We speak to Hanyo van Oosterom about his creative and spiritual philosophy, and the oneiric journey that resulted in Travel in Peace, his latest (and final) album as The CHI Factory. Plus, enjoy a free download of an exclusive, previously unreleased track: ‘New Garden’.
By Oscar Allan
Phosphorescent orbs embrace me, seeping into the gossamer fabric of spacetime. I try to breathe, but it’s the raw, vaporous essence of nature that fills my lungs. The immutable process of life transforming into new life becomes self-evident, as my mind drifts into infinite arabesques and dances to a halt on the edge of existence...
Sorry - a conversation with Hanyo van Oosterom can take you to some funny places.

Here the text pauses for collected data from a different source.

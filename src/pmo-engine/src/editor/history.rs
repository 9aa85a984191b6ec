// Copyright 2026 The PMO Lifecycle Authors. All rights reserved.
// Use of this source code is governed by the Apache License,
// Version 2.0, that can be found in the LICENSE file.

//! Snapshot-based undo/redo with a debounced commit.
//!
//! A mutation doesn't become an undo step immediately. It is parked as the
//! pending snapshot and committed once `debounce` has passed without
//! another mutation; a newer mutation replaces the pending snapshot and
//! restarts the wait. Bursts of edits (dragging, typing) therefore collapse
//! into a single step.

use std::collections::VecDeque;
use std::time::{Duration, Instant};

pub struct History<T> {
    past: VecDeque<T>,
    future: Vec<T>,
    committed: T,
    pending: Option<(T, Instant)>,
    limit: usize,
    debounce: Duration,
}

impl<T: Clone> History<T> {
    pub fn new(initial: T, limit: usize, debounce: Duration) -> Self {
        History {
            past: VecDeque::new(),
            future: Vec::new(),
            committed: initial,
            pending: None,
            limit: limit.max(1),
            debounce,
        }
    }

    /// Schedules `state` to be committed once the debounce window passes.
    pub fn record(&mut self, state: T, now: Instant) {
        self.pending = Some((state, now));
    }

    /// Commits the pending snapshot if its window has elapsed. Returns
    /// whether a commit happened.
    pub fn tick(&mut self, now: Instant) -> bool {
        match &self.pending {
            Some((_, at)) if now.saturating_duration_since(*at) >= self.debounce => {
                self.flush();
                true
            }
            _ => false,
        }
    }

    /// Commits the pending snapshot regardless of the window.
    pub fn flush(&mut self) {
        if let Some((state, _)) = self.pending.take() {
            let previous = std::mem::replace(&mut self.committed, state);
            self.past.push_back(previous);
            if self.past.len() > self.limit {
                self.past.pop_front();
            }
            self.future.clear();
        }
    }

    pub fn has_pending(&self) -> bool {
        self.pending.is_some()
    }

    pub fn can_undo(&self) -> bool {
        self.pending.is_some() || !self.past.is_empty()
    }

    pub fn can_redo(&self) -> bool {
        self.pending.is_none() && !self.future.is_empty()
    }

    pub fn undo_depth(&self) -> usize {
        self.past.len() + usize::from(self.pending.is_some())
    }

    /// Steps back one snapshot and returns the state to restore.
    pub fn undo(&mut self) -> Option<T> {
        self.flush();
        let previous = self.past.pop_back()?;
        let current = std::mem::replace(&mut self.committed, previous);
        self.future.push(current);
        Some(self.committed.clone())
    }

    pub fn redo(&mut self) -> Option<T> {
        self.flush();
        let next = self.future.pop()?;
        let current = std::mem::replace(&mut self.committed, next);
        self.past.push_back(current);
        Some(self.committed.clone())
    }

    /// Drops all history and starts over from `state`.
    pub fn reset(&mut self, state: T) {
        self.past.clear();
        self.future.clear();
        self.pending = None;
        self.committed = state;
    }
}
// Copyright 2026 The PMO Lifecycle Authors. All rights reserved.
// Use of this source code is governed by the Apache License,
// Version 2.0, that can be found in the LICENSE file.

//! Static process data: lifecycle phases, exception states, tracks, FAQ
//! entries and the reference pages of the generated site.

mod faq;
mod phases;

use lazy_static::lazy_static;

use crate::datamodel::{ExceptionState, FaqEntry, PageInfo, Phase, Track};

#[derive(Clone, Debug, PartialEq, Eq)]
pub struct Catalog {
    pub phases: Vec<Phase>,
    pub exceptions: Vec<ExceptionState>,
    pub tracks: Vec<Track>,
    pub faq: Vec<FaqEntry>,
    pub pages: Vec<PageInfo>,
}

lazy_static! {
    static ref BUILTIN: Catalog = Catalog {
        phases: phases::builtin_phases(),
        exceptions: phases::builtin_exceptions(),
        tracks: phases::builtin_tracks(),
        faq: faq::builtin_faq(),
        pages: faq::builtin_pages(),
    };
}

impl Catalog {
    /// The catalog compiled into the binary, built on first use.
    pub fn builtin() -> &'static Catalog {
        &BUILTIN
    }

    /// Finds a phase or exception state by exact id.
    pub fn get_phase(&self, id: &str) -> Option<&Phase> {
        self.phases
            .iter()
            .find(|p| p.id == id)
            .or_else(|| self.exceptions.iter().map(|e| &e.phase).find(|p| p.id == id))
    }

    pub fn get_track(&self, id: &str) -> Option<&Track> {
        self.tracks
            .iter()
            .find(|t| t.id == id || t.name.eq_ignore_ascii_case(id))
    }

    /// Track phase ids with no matching record, as `(track id, phase id)`.
    /// Rendering tolerates these; this exists for `pmo check` and tests.
    pub fn dangling_references(&self) -> Vec<(String, String)> {
        self.tracks
            .iter()
            .flat_map(|t| {
                t.phases
                    .iter()
                    .filter(|id| self.get_phase(id).is_none())
                    .map(move |id| (t.id.clone(), id.clone()))
            })
            .collect()
    }

    /// Phase ids in first-appearance order across all tracks.
    pub fn track_phase_ids(&self) -> Vec<&str> {
        let mut seen: Vec<&str> = Vec::new();
        for id in self.tracks.iter().flat_map(|t| t.phases.iter()) {
            if !seen.contains(&id.as_str()) {
                seen.push(id);
            }
        }
        seen
    }
}
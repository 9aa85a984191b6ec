// Copyright 2026 The PMO Lifecycle Authors. All rights reserved.
// Use of this source code is governed by the Apache License,
// Version 2.0, that can be found in the LICENSE file.

use crate::diagram::common::{Point, escape_xml_attr, format_number};

#[derive(Clone, Copy, Debug, PartialEq, Eq)]
pub enum ArrowheadType {
    Flow,
    Exception,
}

/// Renders an arrowhead whose tip sits at `tip`, pointing along `angle`
/// degrees (0 points right, 90 points down).
pub fn render_arrowhead(tip: Point, angle: f64, size: f64, typ: ArrowheadType) -> String {
    let r = size;
    let (x, y) = (tip.x, tip.y);
    let path = format!(
        "M{},{}L{},{}L{},{}z",
        format_number(x),
        format_number(y),
        format_number(x - r * 1.5),
        format_number(y + r / 1.5),
        format_number(x - r * 1.5),
        format_number(y - r / 1.5)
    );

    let path_class = match typ {
        ArrowheadType::Flow => "pmo-arrowhead",
        ArrowheadType::Exception => "pmo-arrowhead pmo-arrowhead-exception",
    };

    let transform = format!(
        "rotate({},{},{})",
        format_number(angle),
        format_number(x),
        format_number(y)
    );

    format!(
        "<path d=\"{}\" class=\"{}\" transform=\"{}\"></path>",
        escape_xml_attr(&path),
        path_class,
        escape_xml_attr(&transform)
    )
}
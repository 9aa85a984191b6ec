// Copyright 2026 The PMO Lifecycle Authors. All rights reserved.
// Use of this source code is governed by the Apache License,
// Version 2.0, that can be found in the LICENSE file.

//! The criteria matrix used during Discovery to pick a delivery track.

use std::fmt;

use serde::Serialize;

use crate::common::{Error, ErrorCode, ErrorKind, Result};

pub const MIN_SCORE: u8 = 1;
pub const MAX_SCORE: u8 = 5;
pub const DISCUSSION_TOTAL: u8 = 9;

/// One criterion score, restricted to `MIN_SCORE..=MAX_SCORE`.
#[derive(Clone, Copy, Debug, PartialEq, Eq, PartialOrd, Ord, Hash, Serialize)]
pub struct Score(u8);

impl Score {
    pub fn value(self) -> u8 {
        self.0
    }
}

impl TryFrom<u8> for Score {
    type Error = Error;

    fn try_from(value: u8) -> Result<Self> {
        if (MIN_SCORE..=MAX_SCORE).contains(&value) {
            Ok(Score(value))
        } else {
            Err(Error::new(
                ErrorKind::Scoring,
                ErrorCode::InvalidScore,
                Some(format!("{value} is not one of {MIN_SCORE}..={MAX_SCORE}")),
            ))
        }
    }
}

#[derive(Clone, Copy, Debug, PartialEq, Eq, Hash, Serialize)]
#[serde(rename_all = "snake_case")]
pub enum Band {
    ProductOverride,
    DiscussionRequired,
    EnterpriseTrack,
}

impl Band {
    pub fn title(self) -> &'static str {
        match self {
            Band::ProductOverride => "Product Override",
            Band::DiscussionRequired => "Discussion Required",
            Band::EnterpriseTrack => "Enterprise Track",
        }
    }

    pub fn recommendation(self) -> &'static str {
        match self {
            Band::ProductOverride => {
                "Keep the request on the Product track and confirm the roadmap slot with the owning team."
            }
            Band::DiscussionRequired => {
                "The score sits on the threshold. Schedule a review with the PMO director before choosing a track."
            }
            Band::EnterpriseTrack => {
                "Route the request to the Enterprise track for integrated planning and portfolio funding."
            }
        }
    }

    pub fn track_id(self) -> Option<&'static str> {
        match self {
            Band::ProductOverride => Some("product"),
            Band::DiscussionRequired => None,
            Band::EnterpriseTrack => Some("enterprise"),
        }
    }
}

impl fmt::Display for Band {
    fn fmt(&self, f: &mut fmt::Formatter) -> fmt::Result {
        write!(f, "{}", self.title())
    }
}

#[derive(Clone, Copy, Debug, PartialEq, Eq, Serialize)]
pub struct Assessment {
    pub total: u8,
    pub band: Band,
}

pub fn classify_total(total: u8) -> Band {
    if total < DISCUSSION_TOTAL {
        Band::ProductOverride
    } else if total == DISCUSSION_TOTAL {
        Band::DiscussionRequired
    } else {
        Band::EnterpriseTrack
    }
}

pub fn assess(impact: Score, reach: Score, investment: Score) -> Assessment {
    let total = impact.value() + reach.value() + investment.value();
    Assessment {
        total,
        band: classify_total(total),
    }
}

/// Validates three raw scores and classifies their sum.
pub fn assess_raw(impact: u8, reach: u8, investment: u8) -> Result<Assessment> {
    Ok(assess(
        Score::try_from(impact)?,
        Score::try_from(reach)?,
        Score::try_from(investment)?,
    ))
}

pub struct Criterion {
    pub name: &'static str,
    pub question: &'static str,
    /// Meaning of each level, lowest first.
    pub levels: [&'static str; 5],
}

pub const CRITERIA: [Criterion; 3] = [
    Criterion {
        name: "Strategic Impact",
        question: "How directly does the request move an enterprise objective?",
        levels: [
            "Local convenience",
            "Team objective",
            "Department objective",
            "Multiple department objectives",
            "Named enterprise objective",
        ],
    },
    Criterion {
        name: "Cross-Functional Reach",
        question: "How many teams must change how they work?",
        levels: [
            "One team",
            "Two teams, same department",
            "Two departments",
            "Three or more departments",
            "Whole organization",
        ],
    },
    Criterion {
        name: "Investment Scale",
        question: "How large is the expected spend and effort?",
        levels: [
            "Within team capacity",
            "Under one quarter of one team",
            "One to two quarters",
            "Dedicated budget line",
            "Capital-level investment",
        ],
    },
];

Jacobus and Hanyo (©Hanyo van Oosterom)
As Hanyo sees it, life is an inexplicable, all-consuming succession of potentially magical moments, and the goal of the musician is to capture the best ones: “People expect there to be a lot of deep spiritual thinking behind music, a concept or something, but there isn’t. It’s like the wind blowing, or the sun rising and setting. You get sick, you get better, you fall in love, you break up - that’s life, and that’s how music comes; naturally.”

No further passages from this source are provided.